» **EXERCISE**:
Copy out, from the data below, each line in which the word "radii" occurs.

» **DATA TO EXAMINE**:
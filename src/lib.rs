//! GPU broad-phase collision detection.
//!
//! Finds all axis-aligned bounding-box overlaps among a set of spheres,
//! entirely on an OpenCL device: a reduction computes the scene bounds,
//! sphere centers are Morton-encoded and radix sorted, a linear BVH is
//! built over the sorted order, and a stackless traversal enumerates the
//! overlapping pairs. The building blocks (prefix scan, reduction, radix
//! sort, gather/scatter, offset search) are exposed on their own.
//!
//! ```no_run
//! use collide::{device::ClHandles, Collider, CollisionPair};
//! use ocl::Buffer;
//!
//! # fn main() -> collide::Result<()> {
//! let handles = ClHandles::new()?;
//! let mut collider = Collider::<f32>::new(&handles.context, 1024, 32, 64)?;
//!
//! // Centers are packed four scalars per sphere, lane 3 unused.
//! let coords = Buffer::<f32>::builder()
//!     .queue(handles.queue.clone())
//!     .len(1024 * 4)
//!     .build()?;
//! let radii = Buffer::<f32>::builder()
//!     .queue(handles.queue.clone())
//!     .len(1024)
//!     .build()?;
//! let count = Buffer::<u32>::builder()
//!     .queue(handles.queue.clone())
//!     .len(1)
//!     .build()?;
//! let pairs = Buffer::<CollisionPair>::builder()
//!     .queue(handles.queue.clone())
//!     .len(4096)
//!     .build()?;
//!
//! let done = collider.get_collisions(
//!     &handles.queue, &coords, &radii, &count, Some(&pairs), 4096, None,
//! )?;
//! done.wait_for()?;
//! # Ok(())
//! # }
//! ```

pub mod aabb;
pub mod collider;
pub mod device;
pub mod dtype;
mod error;
pub mod index;
pub mod offset;
mod program;
pub mod radix;
pub mod reduce;
pub mod scan;
pub mod vector;

pub use aabb::Aabb;
pub use collider::{Collider, CollisionPair, CollisionProgram, Node};
pub use error::{Error, Result};
pub use index::Indexer;
pub use offset::OffsetFinder;
pub use radix::RadixSorter;
pub use reduce::Reducer;
pub use scan::PrefixScanner;
impl<T: CoordScalar> Collider<T> {
    pub fn new(context: &Context, size: usize, ngroups: usize, group_size: usize) -> Result<Self> {
        let program = CollisionProgram::new(context)?;
        let sorter_program = RadixProgram::new(context)?;
        let scan_program = PrefixScanProgram::new(context)?;
        let reducer_program = ReductionProgram::new(context, ReduceOp::Bounds, VecWidth::Three)?;
        Self::with_programs(
            program,
            sorter_program,
            scan_program,
            reducer_program,
            size,
            ngroups,
            group_size,
        )
    }

    /// Build from pre-compiled programs; they must all come from the same
    /// context.
    pub fn with_programs(
        program: CollisionProgram<T>,
        sorter_program: RadixProgram<u32, u32>,
        scan_program: PrefixScanProgram,
        reducer_program: ReductionProgram<T>,
        size: usize,
        ngroups: usize,
        group_size: usize,
    ) -> Result<Self> {
        if size == 0 {
            return Err(Error::Config("primitive count must be positive".into()));
        }
        if reducer_program.op() != ReduceOp::Bounds || reducer_program.width() != VecWidth::Three {
            return Err(Error::Config(
                "reducer program must compute three-component bounds".into(),
            ));
        }

        let padded_size = round_up(size, 2 * group_size);
        let sorter = RadixSorter::with_programs(
            sorter_program,
            scan_program,
            padded_size,
            group_size,
            DEFAULT_RADIX_BITS,
        )?;
        let reducer = Reducer::with_program(reducer_program, ngroups, group_size)?;

        let context = program.context().clone();
        let n_nodes = 2 * size - 1;
        let ids_bufs = [
            alloc::<u32>(&context, padded_size)?,
            alloc::<u32>(&context, padded_size)?,
        ];
        let codes_bufs = [
            alloc::<u32>(&context, padded_size)?,
            alloc::<u32>(&context, padded_size)?,
        ];
        let nodes_buf = alloc::<Node>(&context, n_nodes)?;
        // Dual use: slot 0 carries the scene bounds between the reduction
        // and the Morton pass, then the per-node bounds overwrite it.
        let bounds_buf = alloc::<T>(&context, n_nodes * 2 * 4)?;
        let flags_buf = alloc::<u32>(&context, n_nodes)?;

        Ok(Collider {
            program,
            sorter,
            reducer,
            size,
            group_size,
            ids_bufs,
            codes_bufs,
            nodes_buf,
            bounds_buf,
            flags_buf,
        })
    }

    pub fn size(&self) -> usize {
        self.size
    }

    pub fn group_size(&self) -> usize {
        self.group_size
    }

    /// Total node count of the hierarchy.
    pub fn n_nodes(&self) -> usize {
        2 * self.size - 1
    }

    /// The sort works on whole blocks, so codes and ids are padded up to a
    /// multiple of twice the group size.
    pub fn padded_size(&self) -> usize {
        round_up(self.size, 2 * self.group_size)
    }

    /// Change the primitive count or launch shape. Buffers are recreated
    /// only when their length changes; configuration errors leave the
    /// collider untouched.
    pub fn resize(
        &mut self,
        size: Option<usize>,
        ngroups: Option<usize>,
        group_size: Option<usize>,
        radix_bits: Option<u32>,
    ) -> Result<()> {
        let new_size = size.unwrap_or(self.size);
        let new_group_size = group_size.unwrap_or(self.group_size);
        if new_size == 0 {
            return Err(Error::Config("primitive count must be positive".into()));
        }
        if !is_power_of_two(new_group_size) {
            return Err(Error::Config(format!(
                "group size ({}) must be a power of two",
                new_group_size
            )));
        }
        if ngroups == Some(0) {
            return Err(Error::Config("group count must be positive".into()));
        }

        let new_padded = round_up(new_size, 2 * new_group_size);
        let new_n_nodes = 2 * new_size - 1;
        let context = self.program.context().clone();

        // Allocate replacements up front so a failure cannot leave the
        // collider with mismatched buffers.
        let new_pair_bufs = if new_padded != self.padded_size() {
            debug!("code and id buffers reallocated to {}", new_padded);
            Some((
                [
                    alloc::<u32>(&context, new_padded)?,
                    alloc::<u32>(&context, new_padded)?,
                ],
                [
                    alloc::<u32>(&context, new_padded)?,
                    alloc::<u32>(&context, new_padded)?,
                ],
            ))
        } else {
            None
        };
        let new_node_bufs = if new_n_nodes != self.n_nodes() {
            debug!("node buffers reallocated to {}", new_n_nodes);
            Some((
                alloc::<Node>(&context, new_n_nodes)?,
                alloc::<T>(&context, new_n_nodes * 2 * 4)?,
                alloc::<u32>(&context, new_n_nodes)?,
            ))
        } else {
            None
        };

        self.sorter
            .resize(Some(new_padded), group_size, radix_bits)?;
        self.reducer.resize(ngroups, group_size)?;

        if let Some((ids, codes)) = new_pair_bufs {
            self.ids_bufs = ids;
            self.codes_bufs = codes;
        }
        if let Some((nodes, bounds, flags)) = new_node_bufs {
            self.nodes_buf = nodes;
            self.bounds_buf = bounds;
            self.flags_buf = flags;
        }
        self.size = new_size;
        self.group_size = new_group_size;
        Ok(())
    }

    /// Submit the pipeline and return the completion event of the final
    /// traversal without blocking.
    ///
    /// The counter receives the true number of overlapping pairs, which
    /// may exceed `max_collisions`; in that case the pair buffer holds the
    /// first `max_collisions` pairs written, in race-determined order.
    /// With `max_collisions == 0` the pair buffer may be `None` for a
    /// count-only query.
    #[allow(clippy::too_many_arguments)]
    pub fn get_collisions(
        &mut self,
        queue: &Queue,
        coords: &Buffer<T>,
        radii: &Buffer<T>,
        n_collisions: &Buffer<u32>,
        collisions: Option<&Buffer<CollisionPair>>,
        max_collisions: u32,
        wait_for: Option<&EventList>,
    ) -> Result<Event> {
        if collisions.is_none() && max_collisions > 0 {
            return Err(Error::Argument(
                "a collision buffer is required when max_collisions > 0".into(),
            ));
        }
        if coords.len() < 4 * self.size {
            return Err(Error::Argument(format!(
                "coords must hold {} scalars (4 per primitive)",
                4 * self.size
            )));
        }
        if radii.len() < self.size {
            return Err(Error::Argument(format!(
                "radii must hold {} scalars",
                self.size
            )));
        }
        if let Some(buf) = collisions {
            if buf.len() < max_collisions as usize {
                return Err(Error::Argument(format!(
                    "collision buffer must hold {} pairs",
                    max_collisions
                )));
            }
        }

        let n = self.size;
        let padded = self.padded_size();
        trace!("submitting pipeline for {} primitives ({} padded)", n, padded);

        // Padded code slots sort to the tail and never become leaves.
        let mut fill_codes = EventList::new();
        if padded != n {
            let mut event = Event::empty();
            self.codes_bufs[0]
                .cmd()
                .queue(queue)
                .fill(!0u32, None)
                .enew(&mut event)
                .enq()?;
            fill_codes.push(event);
        }

        let kernel = Kernel::builder()
            .program(&self.program.program)
            .name("range")
            .queue(queue.clone())
            .global_work_size(padded)
            .arg(&self.ids_bufs[0])
            .build()?;
        let mut fill_ids = Event::empty();
        unsafe {
            kernel.cmd().enew(&mut fill_ids).enq()?;
        }

        let mut clear_flags = Event::empty();
        self.flags_buf
            .cmd()
            .queue(queue)
            .fill(0u32, None)
            .enew(&mut clear_flags)
            .enq()?;

        let mut clear_counter = Event::empty();
        n_collisions
            .cmd()
            .queue(queue)
            .fill(0u32, Some(1))
            .enew(&mut clear_counter)
            .enq()?;

        // First use of the caller's buffers waits on the caller's events.
        let scene_bounds =
            self.reducer
                .reduce(queue, n, coords, &self.bounds_buf, wait_for)?;

        let kernel = Kernel::builder()
            .program(&self.program.program)
            .name("calculateCodes")
            .queue(queue.clone())
            .global_work_size(round_up(n, self.group_size))
            .arg(&self.codes_bufs[0])
            .arg(coords)
            .arg(&self.bounds_buf)
            .arg(n as u32)
            .build()?;
        let mut wait = fill_codes;
        wait.push(scene_bounds);
        let mut calc_codes = Event::empty();
        unsafe {
            kernel.cmd().ewait(&wait).enew(&mut calc_codes).enq()?;
        }

        let mut wait = EventList::new();
        wait.push(calc_codes);
        wait.push(fill_ids);
        let sorted = self.sorter.sort_with_values(
            queue,
            &self.codes_bufs[0],
            &self.codes_bufs[1],
            &self.ids_bufs[0],
            &self.ids_bufs[1],
            Some(&wait),
        )?;

        let kernel = Kernel::builder()
            .program(&self.program.program)
            .name("fillInternal")
            .queue(queue.clone())
            .global_work_size(round_up(n, self.group_size))
            .arg(&self.nodes_buf)
            .arg(&self.ids_bufs[1])
            .arg(n as u32)
            .build()?;
        let mut fill_leaves = Event::empty();
        unsafe {
            kernel.cmd().ewait(&sorted).enew(&mut fill_leaves).enq()?;
        }

        let mut tree_built = EventList::new();
        tree_built.push(fill_leaves);
        if n > 1 {
            let kernel = Kernel::builder()
                .program(&self.program.program)
                .name("generateBVH")
                .queue(queue.clone())
                .global_work_size(round_up(n - 1, self.group_size))
                .arg(&self.codes_bufs[1])
                .arg(&self.nodes_buf)
                .arg(n as u32)
                .build()?;
            let mut built = Event::empty();
            unsafe {
                kernel.cmd().ewait(&sorted).enew(&mut built).enq()?;
            }
            tree_built.push(built);
        }

        let kernel = Kernel::builder()
            .program(&self.program.program)
            .name("leafBounds")
            .queue(queue.clone())
            .global_work_size(round_up(n, self.group_size))
            .arg(&self.bounds_buf)
            .arg(coords)
            .arg(radii)
            .arg(&self.nodes_buf)
            .arg(n as u32)
            .build()?;
        let mut leaf_bounds = Event::empty();
        unsafe {
            kernel.cmd().ewait(&tree_built).enew(&mut leaf_bounds).enq()?;
        }

        let kernel = Kernel::builder()
            .program(&self.program.program)
            .name("internalBounds")
            .queue(queue.clone())
            .global_work_size(round_up(n, self.group_size))
            .arg(&self.bounds_buf)
            .arg(&self.flags_buf)
            .arg(&self.nodes_buf)
            .arg(n as u32)
            .build()?;
        let mut wait = EventList::new();
        wait.push(clear_flags);
        wait.push(leaf_bounds);
        let mut node_bounds = Event::empty();
        unsafe {
            kernel.cmd().ewait(&wait).enew(&mut node_bounds).enq()?;
        }

        let kernel = Kernel::builder()
            .program(&self.program.program)
            .name("traverse")
            .queue(queue.clone())
            .global_work_size(n)
            .arg(collisions)
            .arg(n_collisions)
            .arg(max_collisions)
            .arg(&self.nodes_buf)
            .arg(&self.bounds_buf)
            .arg(n as u32)
            .build()?;
        let mut wait = EventList::new();
        wait.push(clear_counter);
        wait.push(node_bounds);
        let mut traversed = Event::empty();
        unsafe {
            kernel.cmd().ewait(&wait).enew(&mut traversed).enq()?;
        }

        Ok(traversed)
    }
}
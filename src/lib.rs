pub mod aggregator_core;
pub mod config;
pub mod runtime;
pub mod sink_core;
pub mod streamer_core;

» **RESPONSE BELOW**:
//! let radii = Buffer::<f32>::builder()
//!     &handles.queue, &coords, &radii, &count, Some(&pairs), 4096, None,
        radii: &Buffer<T>,
        if radii.len() < self.size {
                "radii must hold {} scalars",
            .arg(radii)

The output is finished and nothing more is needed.